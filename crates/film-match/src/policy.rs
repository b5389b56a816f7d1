//! Conflict policies and reconciliation scope.

use std::fmt;
use std::str::FromStr;

use serde::{Deserialize, Serialize};

use crate::error::MatchError;

/// How conflicting non-key values of two duplicate rows are reconciled.
#[derive(Debug, Clone, Copy, Default, PartialEq, Eq, Hash, Serialize, Deserialize)]
#[serde(try_from = "String", into = "String")]
pub enum ConflictPolicy {
    /// Merge by value kind: text into lists, numbers by maximum, gaps filled.
    #[default]
    Automatic,
    /// Ask a [`ConflictOperator`](crate::ConflictOperator) for every conflicting pair.
    Interactive,
    /// Keep whichever value has the longer rendering.
    KeepLongest,
}

impl ConflictPolicy {
    pub const ALL: [Self; 3] = [Self::Automatic, Self::Interactive, Self::KeepLongest];

    pub fn as_str(self) -> &'static str {
        match self {
            Self::Automatic => "automatic",
            Self::Interactive => "interactive",
            Self::KeepLongest => "keep_longest",
        }
    }

    /// True when the policy blocks on an operator.
    pub fn is_interactive(self) -> bool {
        matches!(self, Self::Interactive)
    }
}

impl fmt::Display for ConflictPolicy {
    fn fmt(&self, f: &mut fmt::Formatter<'_>) -> fmt::Result {
        f.write_str(self.as_str())
    }
}

impl FromStr for ConflictPolicy {
    type Err = MatchError;

    fn from_str(value: &str) -> Result<Self, Self::Err> {
        match value.trim().to_ascii_lowercase().replace('-', "_").as_str() {
            "automatic" | "auto" => Ok(Self::Automatic),
            "interactive" | "manual" => Ok(Self::Interactive),
            "keep_longest" | "keep_longest_value" | "longest" => Ok(Self::KeepLongest),
            _ => Err(MatchError::InvalidPolicy(value.to_string())),
        }
    }
}

impl TryFrom<String> for ConflictPolicy {
    type Error = MatchError;

    fn try_from(value: String) -> Result<Self, Self::Error> {
        value.parse()
    }
}

impl From<ConflictPolicy> for String {
    fn from(policy: ConflictPolicy) -> Self {
        policy.as_str().to_string()
    }
}

/// Which rows of a duplicate bucket take part in reconciliation.
#[derive(Debug, Clone, Copy, Default, PartialEq, Eq, Hash, Serialize, Deserialize)]
#[serde(rename_all = "snake_case")]
pub enum ReconcileScope {
    /// Only the first two rows are reconciled; further duplicates are
    /// dropped and counted in the report.
    #[default]
    FirstPair,
    /// Every row is folded into the survivor in bucket order.
    AllRows,
}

● ● ● ● ● ● ●

-- INSTRUCTIONS FOR THE TASK --
The output should restate the data exactly, with no line missing.

-- SOLUTION FOR THIS TASK --
filename crates/film-match/src/policy.rs
repository b5389b56a816f7d1
//! Conflict policies and reconciliation scope.

use std::fmt;
use std::str::FromStr;

use serde::{Deserialize, Serialize};

use crate::error::MatchError;

/// How conflicting non-key values of two duplicate rows are reconciled.
#[derive(Debug, Clone, Copy, Default, PartialEq, Eq, Hash, Serialize, Deserialize)]
#[serde(try_from = "String", into = "String")]
pub enum ConflictPolicy {
    /// Merge by value kind: text into lists, numbers by maximum, gaps filled.
    #[default]
    Automatic,
    /// Ask a [`ConflictOperator`](crate::ConflictOperator) for every conflicting pair.
    Interactive,
    /// Keep whichever value has the longer rendering.
    KeepLongest,
}

impl ConflictPolicy {
    pub const ALL: [Self; 3] = [Self::Automatic, Self::Interactive, Self::KeepLongest];

    pub fn as_str(self) -> &'static str {
        match self {
            Self::Automatic => "automatic",
            Self::Interactive => "interactive",
            Self::KeepLongest => "keep_longest",
        }
    }

    /// True when the policy blocks on an operator.
    pub fn is_interactive(self) -> bool {
        matches!(self, Self::Interactive)
    }
}

impl fmt::Display for ConflictPolicy {
    fn fmt(&self, f: &mut fmt::Formatter<'_>) -> fmt::Result {
        f.write_str(self.as_str())
    }
}

impl FromStr for ConflictPolicy {
    type Err = MatchError;

    fn from_str(value: &str) -> Result<Self, Self::Err> {
        match value.trim().to_ascii_lowercase().replace('-', "_").as_str() {
            "automatic" | "auto" => Ok(Self::Automatic),
            "interactive" | "manual" => Ok(Self::Interactive),
            "keep_longest" | "keep_longest_value" | "longest" => Ok(Self::KeepLongest),
            _ => Err(MatchError::InvalidPolicy(value.to_string())),
        }
    }
}

impl TryFrom<String> for ConflictPolicy {
    type Error = MatchError;

    fn try_from(value: String) -> Result<Self, Self::Error> {
        value.parse()
    }
}

impl From<ConflictPolicy> for String {
    fn from(policy: ConflictPolicy) -> Self {
        policy.as_str().to_string()
    }
}

/// Which rows of a duplicate bucket take part in reconciliation.
#[derive(Debug, Clone, Copy, Default, PartialEq, Eq, Hash, Serialize, Deserialize)]
#[serde(rename_all = "snake_case")]
pub enum ReconcileScope {
    /// Only the first two rows are reconciled; further duplicates are
    /// dropped and counted in the report.
    #[default]
    FirstPair,
    /// Every row is folded into the survivor in bucket order.
    AllRows,
}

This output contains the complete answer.